• **Work task**:
Go through the records underneath and write each one out again exactly.

• **Information provided**:
# # # # #

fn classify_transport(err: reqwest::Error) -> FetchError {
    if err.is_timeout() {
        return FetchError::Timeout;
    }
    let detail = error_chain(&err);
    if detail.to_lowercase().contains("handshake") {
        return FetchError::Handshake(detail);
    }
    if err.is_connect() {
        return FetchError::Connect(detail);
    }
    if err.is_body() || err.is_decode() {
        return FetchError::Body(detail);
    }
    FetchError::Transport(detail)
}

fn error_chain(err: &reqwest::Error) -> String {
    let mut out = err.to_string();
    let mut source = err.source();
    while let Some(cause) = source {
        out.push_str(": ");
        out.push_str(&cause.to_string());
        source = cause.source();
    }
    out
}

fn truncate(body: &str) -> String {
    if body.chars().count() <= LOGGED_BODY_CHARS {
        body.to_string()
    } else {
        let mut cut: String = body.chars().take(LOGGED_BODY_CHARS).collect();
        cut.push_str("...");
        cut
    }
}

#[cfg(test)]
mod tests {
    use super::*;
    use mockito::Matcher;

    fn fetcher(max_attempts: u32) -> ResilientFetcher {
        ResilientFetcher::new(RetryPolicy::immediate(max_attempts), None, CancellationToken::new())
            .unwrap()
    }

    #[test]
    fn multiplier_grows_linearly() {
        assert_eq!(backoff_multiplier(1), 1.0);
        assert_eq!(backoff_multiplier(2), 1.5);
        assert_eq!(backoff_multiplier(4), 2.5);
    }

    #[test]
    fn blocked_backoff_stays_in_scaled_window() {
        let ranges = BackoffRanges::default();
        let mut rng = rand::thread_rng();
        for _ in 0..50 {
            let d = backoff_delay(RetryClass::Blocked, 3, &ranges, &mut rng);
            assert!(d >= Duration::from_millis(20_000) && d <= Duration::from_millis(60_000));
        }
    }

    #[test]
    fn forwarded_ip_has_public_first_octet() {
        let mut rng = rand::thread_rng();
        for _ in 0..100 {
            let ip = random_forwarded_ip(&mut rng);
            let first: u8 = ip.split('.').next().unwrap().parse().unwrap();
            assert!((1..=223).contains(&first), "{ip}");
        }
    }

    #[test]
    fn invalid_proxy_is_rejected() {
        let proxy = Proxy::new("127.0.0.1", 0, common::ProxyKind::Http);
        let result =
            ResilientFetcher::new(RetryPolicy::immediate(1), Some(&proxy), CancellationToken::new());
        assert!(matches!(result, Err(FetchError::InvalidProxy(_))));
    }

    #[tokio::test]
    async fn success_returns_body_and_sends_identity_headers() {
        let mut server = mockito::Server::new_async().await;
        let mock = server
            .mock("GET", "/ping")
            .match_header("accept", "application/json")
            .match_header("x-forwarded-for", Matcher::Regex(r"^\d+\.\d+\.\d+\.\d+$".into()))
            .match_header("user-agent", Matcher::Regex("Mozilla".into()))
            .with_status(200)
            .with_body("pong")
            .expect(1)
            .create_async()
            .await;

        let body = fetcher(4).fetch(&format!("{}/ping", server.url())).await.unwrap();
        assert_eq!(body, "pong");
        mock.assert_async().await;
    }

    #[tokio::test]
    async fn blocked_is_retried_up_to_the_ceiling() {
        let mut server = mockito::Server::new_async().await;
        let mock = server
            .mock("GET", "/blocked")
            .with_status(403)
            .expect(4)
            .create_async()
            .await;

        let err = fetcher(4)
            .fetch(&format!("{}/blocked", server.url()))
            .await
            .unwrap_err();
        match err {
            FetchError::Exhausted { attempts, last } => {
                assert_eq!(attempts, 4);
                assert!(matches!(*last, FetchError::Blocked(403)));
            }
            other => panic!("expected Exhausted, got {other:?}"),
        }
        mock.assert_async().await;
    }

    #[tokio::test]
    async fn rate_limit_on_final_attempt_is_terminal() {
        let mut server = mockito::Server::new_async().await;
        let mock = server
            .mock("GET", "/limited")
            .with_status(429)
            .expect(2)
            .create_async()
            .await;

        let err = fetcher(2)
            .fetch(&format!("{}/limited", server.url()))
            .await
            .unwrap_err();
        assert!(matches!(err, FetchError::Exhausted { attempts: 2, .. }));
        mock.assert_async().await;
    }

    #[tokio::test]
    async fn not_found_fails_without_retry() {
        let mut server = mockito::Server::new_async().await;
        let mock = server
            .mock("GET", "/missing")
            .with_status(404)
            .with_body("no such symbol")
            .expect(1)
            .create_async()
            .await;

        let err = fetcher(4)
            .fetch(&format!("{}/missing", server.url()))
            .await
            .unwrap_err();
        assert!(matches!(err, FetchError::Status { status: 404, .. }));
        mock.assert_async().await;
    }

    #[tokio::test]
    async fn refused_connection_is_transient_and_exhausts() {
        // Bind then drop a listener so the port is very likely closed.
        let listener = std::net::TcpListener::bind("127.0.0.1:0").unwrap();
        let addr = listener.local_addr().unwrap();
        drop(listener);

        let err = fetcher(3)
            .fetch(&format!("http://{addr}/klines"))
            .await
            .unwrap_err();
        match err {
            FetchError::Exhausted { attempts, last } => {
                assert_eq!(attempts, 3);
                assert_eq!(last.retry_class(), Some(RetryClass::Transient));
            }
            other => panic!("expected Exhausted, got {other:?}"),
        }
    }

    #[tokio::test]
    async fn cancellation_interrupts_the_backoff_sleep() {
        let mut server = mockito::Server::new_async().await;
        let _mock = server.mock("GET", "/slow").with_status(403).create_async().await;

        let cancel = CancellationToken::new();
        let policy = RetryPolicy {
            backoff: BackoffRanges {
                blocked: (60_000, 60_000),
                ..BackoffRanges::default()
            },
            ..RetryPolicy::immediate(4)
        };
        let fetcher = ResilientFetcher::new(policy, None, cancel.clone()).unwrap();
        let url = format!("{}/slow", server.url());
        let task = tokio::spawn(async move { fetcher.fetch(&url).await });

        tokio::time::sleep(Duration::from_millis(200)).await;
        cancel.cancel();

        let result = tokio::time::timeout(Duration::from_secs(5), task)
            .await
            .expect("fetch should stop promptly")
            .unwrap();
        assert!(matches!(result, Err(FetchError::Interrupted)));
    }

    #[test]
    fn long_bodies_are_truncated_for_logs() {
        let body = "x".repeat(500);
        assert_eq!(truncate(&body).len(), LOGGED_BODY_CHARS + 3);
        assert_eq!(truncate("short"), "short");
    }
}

# # # # #

• **Written response**:
fn classify_transport(err: reqwest::Error) -> FetchError {
    if err.is_timeout() {
        return FetchError::Timeout;
    }
    let detail = error_chain(&err);
    if detail.to_lowercase().contains("handshake") {
        return FetchError::Handshake(detail);
    }
    if err.is_connect() {
        return FetchError::Connect(detail);
    }
    if err.is_body() || err.is_decode() {
        return FetchError::Body(detail);
    }
    FetchError::Transport(detail)
}

fn error_chain(err: &reqwest::Error) -> String {
    let mut out = err.to_string();
    let mut source = err.source();
    while let Some(cause) = source {
        out.push_str(": ");
        out.push_str(&cause.to_string());
        source = cause.source();
    }
    out
}

fn truncate(body: &str) -> String {
    if body.chars().count() <= LOGGED_BODY_CHARS {
        body.to_string()
    } else {
        let mut cut: String = body.chars().take(LOGGED_BODY_CHARS).collect();
        cut.push_str("...");
        cut
    }
}

#[cfg(test)]
mod tests {
    use super::*;
    use mockito::Matcher;

    fn fetcher(max_attempts: u32) -> ResilientFetcher {
        ResilientFetcher::new(RetryPolicy::immediate(max_attempts), None, CancellationToken::new())
            .unwrap()
    }

    #[test]
    fn multiplier_grows_linearly() {
        assert_eq!(backoff_multiplier(1), 1.0);
        assert_eq!(backoff_multiplier(2), 1.5);
        assert_eq!(backoff_multiplier(4), 2.5);
    }

    #[test]
    fn blocked_backoff_stays_in_scaled_window() {
        let ranges = BackoffRanges::default();
        let mut rng = rand::thread_rng();
        for _ in 0..50 {
            let d = backoff_delay(RetryClass::Blocked, 3, &ranges, &mut rng);
            assert!(d >= Duration::from_millis(20_000) && d <= Duration::from_millis(60_000));
        }
    }

    #[test]
    fn forwarded_ip_has_public_first_octet() {
        let mut rng = rand::thread_rng();
        for _ in 0..100 {
            let ip = random_forwarded_ip(&mut rng);
            let first: u8 = ip.split('.').next().unwrap().parse().unwrap();
            assert!((1..=223).contains(&first), "{ip}");
        }
    }

    #[test]
    fn invalid_proxy_is_rejected() {
        let proxy = Proxy::new("127.0.0.1", 0, common::ProxyKind::Http);
        let result =
            ResilientFetcher::new(RetryPolicy::immediate(1), Some(&proxy), CancellationToken::new());
        assert!(matches!(result, Err(FetchError::InvalidProxy(_))));
    }

    #[tokio::test]
    async fn success_returns_body_and_sends_identity_headers() {
        let mut server = mockito::Server::new_async().await;
        let mock = server
            .mock("GET", "/ping")
            .match_header("accept", "application/json")
            .match_header("x-forwarded-for", Matcher::Regex(r"^\d+\.\d+\.\d+\.\d+$".into()))
            .match_header("user-agent", Matcher::Regex("Mozilla".into()))
            .with_status(200)
            .with_body("pong")
            .expect(1)
            .create_async()
            .await;

        let body = fetcher(4).fetch(&format!("{}/ping", server.url())).await.unwrap();
        assert_eq!(body, "pong");
        mock.assert_async().await;
    }

    #[tokio::test]
    async fn blocked_is_retried_up_to_the_ceiling() {
        let mut server = mockito::Server::new_async().await;
        let mock = server
            .mock("GET", "/blocked")
            .with_status(403)
            .expect(4)
            .create_async()
            .await;

        let err = fetcher(4)
            .fetch(&format!("{}/blocked", server.url()))
            .await
            .unwrap_err();
        match err {
            FetchError::Exhausted { attempts, last } => {
                assert_eq!(attempts, 4);
                assert!(matches!(*last, FetchError::Blocked(403)));
            }
            other => panic!("expected Exhausted, got {other:?}"),
        }
        mock.assert_async().await;
    }

    #[tokio::test]
    async fn rate_limit_on_final_attempt_is_terminal() {
        let mut server = mockito::Server::new_async().await;
        let mock = server
            .mock("GET", "/limited")
            .with_status(429)
            .expect(2)
            .create_async()
            .await;

        let err = fetcher(2)
            .fetch(&format!("{}/limited", server.url()))
            .await
            .unwrap_err();
        assert!(matches!(err, FetchError::Exhausted { attempts: 2, .. }));
        mock.assert_async().await;
    }

    #[tokio::test]
    async fn not_found_fails_without_retry() {
        let mut server = mockito::Server::new_async().await;
        let mock = server
            .mock("GET", "/missing")
            .with_status(404)
            .with_body("no such symbol")
            .expect(1)
            .create_async()
            .await;

        let err = fetcher(4)
            .fetch(&format!("{}/missing", server.url()))
            .await
            .unwrap_err();
        assert!(matches!(err, FetchError::Status { status: 404, .. }));
        mock.assert_async().await;
    }

    #[tokio::test]
    async fn refused_connection_is_transient_and_exhausts() {
        // Bind then drop a listener so the port is very likely closed.
        let listener = std::net::TcpListener::bind("127.0.0.1:0").unwrap();
        let addr = listener.local_addr().unwrap();
        drop(listener);

        let err = fetcher(3)
            .fetch(&format!("http://{addr}/klines"))
            .await
            .unwrap_err();
        match err {
            FetchError::Exhausted { attempts, last } => {
                assert_eq!(attempts, 3);
                assert_eq!(last.retry_class(), Some(RetryClass::Transient));
            }
            other => panic!("expected Exhausted, got {other:?}"),
        }
    }

    #[tokio::test]
    async fn cancellation_interrupts_the_backoff_sleep() {
        let mut server = mockito::Server::new_async().await;
        let _mock = server.mock("GET", "/slow").with_status(403).create_async().await;

        let cancel = CancellationToken::new();
        let policy = RetryPolicy {
            backoff: BackoffRanges {
                blocked: (60_000, 60_000),
                ..BackoffRanges::default()
            },
            ..RetryPolicy::immediate(4)
        };
        let fetcher = ResilientFetcher::new(policy, None, cancel.clone()).unwrap();
        let url = format!("{}/slow", server.url());
        let task = tokio::spawn(async move { fetcher.fetch(&url).await });

        tokio::time::sleep(Duration::from_millis(200)).await;
        cancel.cancel();

        let result = tokio::time::timeout(Duration::from_secs(5), task)
            .await
            .expect("fetch should stop promptly")
            .unwrap();
        assert!(matches!(result, Err(FetchError::Interrupted)));
    }

    #[test]
    fn long_bodies_are_truncated_for_logs() {
        let body = "x".repeat(500);
        assert_eq!(truncate(&body).len(), LOGGED_BODY_CHARS + 3);
        assert_eq!(truncate("short"), "short");
    }
}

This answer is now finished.